From 1975 to 1984, he was senior lecturer and co-ordinator of postgraduate research at London’s South Bank Polytechnic. Then he was appointed deputy general secretary of the National Association of Teachers in Further and Higher Education (Natfhe). Triesman impressed as a negotiator, and in 1989 the employing side tried to headhunt him; he was tempted to switch.

In 1993 he left Natfhe to be general secretary of the Association of University Teachers.
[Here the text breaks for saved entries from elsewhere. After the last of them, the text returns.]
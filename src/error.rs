use std::path::PathBuf;

use thiserror::Error;

use crate::alignment::ParseError;
use crate::annotation::AnnotationError;
use crate::config::ConfigError;

/// Top-level error of a discovery run.
#[derive(Debug, Error)]
pub enum DiscoveryError {
    /// Invalid configuration.
    #[error(transparent)]
    Config(#[from] ConfigError),

    /// Contig alignments could not be normalized.
    #[error("contig alignment parsing failed: {0}")]
    Parse(#[from] ParseError),

    /// Annotation setup or evaluation failed.
    #[error(transparent)]
    Annotation(#[from] AnnotationError),

    /// File system failure.
    #[error("I/O error on {path}: {source}")]
    Io {
        /// File involved.
        path: PathBuf,
        /// Underlying error.
        #[source]
        source: std::io::Error,
    },

    /// JSON input that does not deserialize.
    #[error("invalid JSON in {path}: {source}")]
    Json {
        /// File involved.
        path: PathBuf,
        /// Underlying error.
        #[source]
        source: serde_json::Error,
    },

    /// Line-oriented input with bad content.
    #[error("{path}:{line}: {message}")]
    InvalidInput {
        /// File involved.
        path: PathBuf,
        /// 1-based line number.
        line: usize,
        /// What is wrong.
        message: String,
    },

    /// htslib failure while writing BAM.
    #[error("BAM output failed: {0}")]
    Bam(#[from] rust_htslib::errors::Error),
}

impl DiscoveryError {
    /// Wrap an I/O error with the path it concerns.
    pub fn io(path: impl Into<PathBuf>, source: std::io::Error) -> Self {
        DiscoveryError::Io {
            path: path.into(),
            source,
        }
    }
}
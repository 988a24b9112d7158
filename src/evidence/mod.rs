//! Breakpoint evidence: evidence target links, the paired interval index they are
//! stored in, and the external copy-number overlay.

mod cnv;
mod link;
mod tree;

pub use cnv::{CnvCall, CnvOverlay};
pub use link::{EvidenceTargetLink, PairedStrandedIntervals, StrandedInterval};
pub use tree::PairedStrandedIntervalTree;

/// Index of evidence links keyed by their own sides.
pub type EvidenceIndex = PairedStrandedIntervalTree<EvidenceTargetLink>;

/// Build the evidence index from any number of link sources.
pub fn build_evidence_index(links: impl IntoIterator<Item = EvidenceTargetLink>) -> EvidenceIndex {
    links
        .into_iter()
        .map(|link| (link.pair.clone(), link))
        .collect()
}
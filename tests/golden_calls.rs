#[path = "common/mod.rs"]
mod common;

use std::sync::Arc;

use common::*;
use sv_discovery::io::TsvCallWriter;
use sv_discovery::{DiscoveryConfig, SvDiscoveryPipeline};

#[test]
fn call_table_matches_golden() {
    let mut inputs = run_inputs(vec![deletion_assembly(1), breakend_assembly(2)]);
    inputs.evidence_links = vec![
        // Near the precise deletion, too weak on its own for an imprecise call.
        deletion_link((1050, 1120), (1130, 1200), 2, 3),
        deletion_link((5001, 5100), (8001, 8100), 3, 1),
        deletion_link((5051, 5150), (8051, 8150), 0, 4),
    ];

    let dir = tempfile::tempdir().expect("temp dir");
    let output = dir.path().join("calls.tsv");
    SvDiscoveryPipeline::new(DiscoveryConfig::default())
        .run(inputs, Arc::new(reference()), &output, &TsvCallWriter)
        .expect("pipeline runs");

    let actual = std::fs::read_to_string(&output).expect("call table written");
    assert_snapshot("calls/deletion_breakend_imprecise.tsv", &actual);
}
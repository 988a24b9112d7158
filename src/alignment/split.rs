//! Cutting aligner records at large internal gaps.
//!
//! An aligner may bridge a sizeable insertion or deletion with a single gapped
//! record. For structural variant inference such a record is more useful as two
//! (or more) independent segments whose junction can then be typed like any other
//! chimeric junction.

use std::sync::Arc;

use super::types::{
    contig_span_from_cigar, AlignmentInterval, AlignmentOrigin, CigarOp, CigarOpKind,
    SimpleInterval,
};

/// Aligned block of a record between two splitting gaps.
#[derive(Debug, Default)]
struct Piece {
    ops: Vec<CigarOp>,
    query_offset: u32,
    reference_offset: u32,
    query_len: u32,
    reference_len: u32,
    has_match: bool,
}

impl Piece {
    fn starting_at(query_offset: u32, reference_offset: u32) -> Self {
        Self {
            query_offset,
            reference_offset,
            ..Self::default()
        }
    }

    fn push(&mut self, op: CigarOp) {
        match op.kind {
            CigarOpKind::Match => {
                self.query_len += op.len;
                self.reference_len += op.len;
                self.has_match = true;
            }
            CigarOpKind::Insertion => self.query_len += op.len,
            CigarOpKind::Deletion => self.reference_len += op.len,
            CigarOpKind::SoftClip | CigarOpKind::HardClip => {}
        }
        self.ops.push(op);
    }
}

/// Split `interval` at every run of consecutive insertions/deletions that contains an
/// operation of at least `sensitivity` bases.
///
/// Returns the original interval untouched when no such gap exists. Otherwise each
/// piece gets its own reference and contig coordinates; bases outside a piece become
/// clipping (hard when the original end was hard clipped), and the pieces' mismatch
/// counts are unknown.
pub fn split_gapped_alignment(interval: &AlignmentInterval, sensitivity: u32) -> Vec<AlignmentInterval> {
    let ops = &interval.cigar;
    let lead_count = ops.iter().take_while(|op| op.kind.is_clip()).count();
    let trail_count = ops[lead_count..]
        .iter()
        .rev()
        .take_while(|op| op.kind.is_clip())
        .count();
    let leading = &ops[..lead_count];
    let trailing = &ops[ops.len() - trail_count..];
    let core = &ops[lead_count..ops.len() - trail_count];

    let mut pieces = Vec::new();
    let mut current = Piece::starting_at(0, 0);
    let mut query_offset = 0u32;
    let mut reference_offset = 0u32;
    let mut idx = 0;

    while idx < core.len() {
        let op = core[idx];
        if !op.kind.is_gap() {
            current.push(op);
            query_offset += op.len;
            reference_offset += op.len;
            idx += 1;
            continue;
        }

        let run_end = idx + core[idx..].iter().take_while(|op| op.kind.is_gap()).count();
        let run = &core[idx..run_end];
        let run_query: u32 = run
            .iter()
            .filter(|op| op.kind == CigarOpKind::Insertion)
            .map(|op| op.len)
            .sum();
        let run_reference: u32 = run
            .iter()
            .filter(|op| op.kind == CigarOpKind::Deletion)
            .map(|op| op.len)
            .sum();
        let large = run.iter().any(|op| op.len >= sensitivity);
        let match_follows = core[run_end..]
            .iter()
            .any(|op| op.kind == CigarOpKind::Match);

        query_offset += run_query;
        reference_offset += run_reference;
        if large && current.has_match && match_follows {
            pieces.push(std::mem::replace(
                &mut current,
                Piece::starting_at(query_offset, reference_offset),
            ));
        } else {
            run.iter().for_each(|op| current.push(*op));
        }
        idx = run_end;
    }
    pieces.push(current);

    if pieces.len() == 1 {
        return vec![interval.clone()];
    }

    let leading_len: u32 = leading.iter().map(|op| op.len).sum();
    let trailing_len: u32 = trailing.iter().map(|op| op.len).sum();
    let total = leading_len + query_offset + trailing_len;
    let leading_kind = clip_kind(leading);
    let trailing_kind = clip_kind(trailing);
    let contig: &Arc<str> = &interval.reference_span.contig;

    pieces
        .into_iter()
        .map(|piece| {
            let clip_before = leading_len + piece.query_offset;
            let clip_after = total - clip_before - piece.query_len;

            let mut cigar = Vec::with_capacity(piece.ops.len() + 2);
            if clip_before > 0 {
                cigar.push(CigarOp::new(leading_kind, clip_before));
            }
            cigar.extend(piece.ops);
            if clip_after > 0 {
                cigar.push(CigarOp::new(trailing_kind, clip_after));
            }

            let ref_start = interval.reference_span.start + piece.reference_offset;
            let (start_in_contig, end_in_contig) = contig_span_from_cigar(&cigar, interval.strand);
            AlignmentInterval {
                reference_span: SimpleInterval::new(
                    Arc::clone(contig),
                    ref_start,
                    ref_start + piece.reference_len - 1,
                ),
                start_in_contig,
                end_in_contig,
                strand: interval.strand,
                cigar,
                mapq: interval.mapq,
                mismatches: None,
                score: interval.score,
                origin: AlignmentOrigin::SplitGapped,
            }
        })
        .collect()
}

fn clip_kind(clips: &[CigarOp]) -> CigarOpKind {
    if clips.iter().any(|op| op.kind == CigarOpKind::HardClip) {
        CigarOpKind::HardClip
    } else {
        CigarOpKind::SoftClip
    }
}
Addressing the TUC, he warned Arthur Scargill that his call for a 32-hour week with retirement at 55 would “decimate” the economy.

Triesman took a year out in 2000 at Wolfson College, Cambridge, then was selected to succeed Margaret McDonagh as general secretary of the Labour Party.

Four years into New Labour’s reign the unions felt taken for granted, and Triesman was tasked with keeping them on side. He worked on a “new settlement” to make sure union leaders knew their concerns were being taken seriously, condemning the hard-Left RMT union for cutting off sponsorship to John Prescott and Robin Cook in protest at government policies.

On the organisational side, he oversaw Labour’s move from Millbank Tower – the “centre” from which Brown and Peter Mandelson had controlled the party – to a townhouse overlooking St James’s Park.

He left at the end of 2003, and soon afterward Tony Blair made him a life peer. He also became a Lord in Waiting (Government whip), and spokesman on energy, higher education, transport and Europe.

After the 2005 election, he became Parliamentary Under-Secretary at the Foreign Office, reporting directly to Blair on migration policy. Early in 2007 he negotiated with Iran to secure the release of 15 sailors from the frigate Cornwall who had been captured in the Gulf by Revolutionary Guards without a shot being fired.

When Gordon Brown succeeded Blair in June 2007, Triesman moved to the Department for Innovation, Universities and Skills, taking responsibility for quality in higher education, innovation and intellectual property. Though never close to Blair, he later described Brown’s premiership as “awful”.

Appointed to chair the FA in January 2008, Triesman took on the leadership of England’s World Cup bid the following year. He was on the boards of Wembley National Stadium, the Premier League shareholders and the Football Foundation.

His resignation from the FA coincided with Brown’s defeat in the 2010 election. Triesman was snapped up by Ed Miliband to be an Opposition spokesman on business and, from 2011 to 2014, on foreign affairs. Subsequently, he was a council member of the Henry Jackson Society, a strongly pro-Western foreign policy think-tank.

Away from politics and football, Triesman pursued interests in property, publishing and fine art, and chaired the advisors of Templewood Merchant Bank. In 2011 he set up his own consultancy business.

He was at various times chairman of the Design Commission and the Mortgage Credit Corporation, and a member of Kensington Chelsea & Westminster area health authority. He was a Fellow of the Royal Statistical Society and the Royal Society of Arts, a council member of Ruskin College Oxford and the University of Northampton, and a visiting Fellow at LSE and Warwick University. In 2015 he received the Icebreaker Award for services to Chinese-UK relations.

His books include The Medical and Non-Medical Use of Drugs (1969), Football in London (1985), Can Unions Survive? (1999) and Higher Education for the New Century (2000).

David Triesman had a lengthy relations​hip with the playwright, poet and critic Michelene Wandor. They separated in the late 1990s and in 2004 he married Lucy Hooberman, who survives him with their adopted daughter.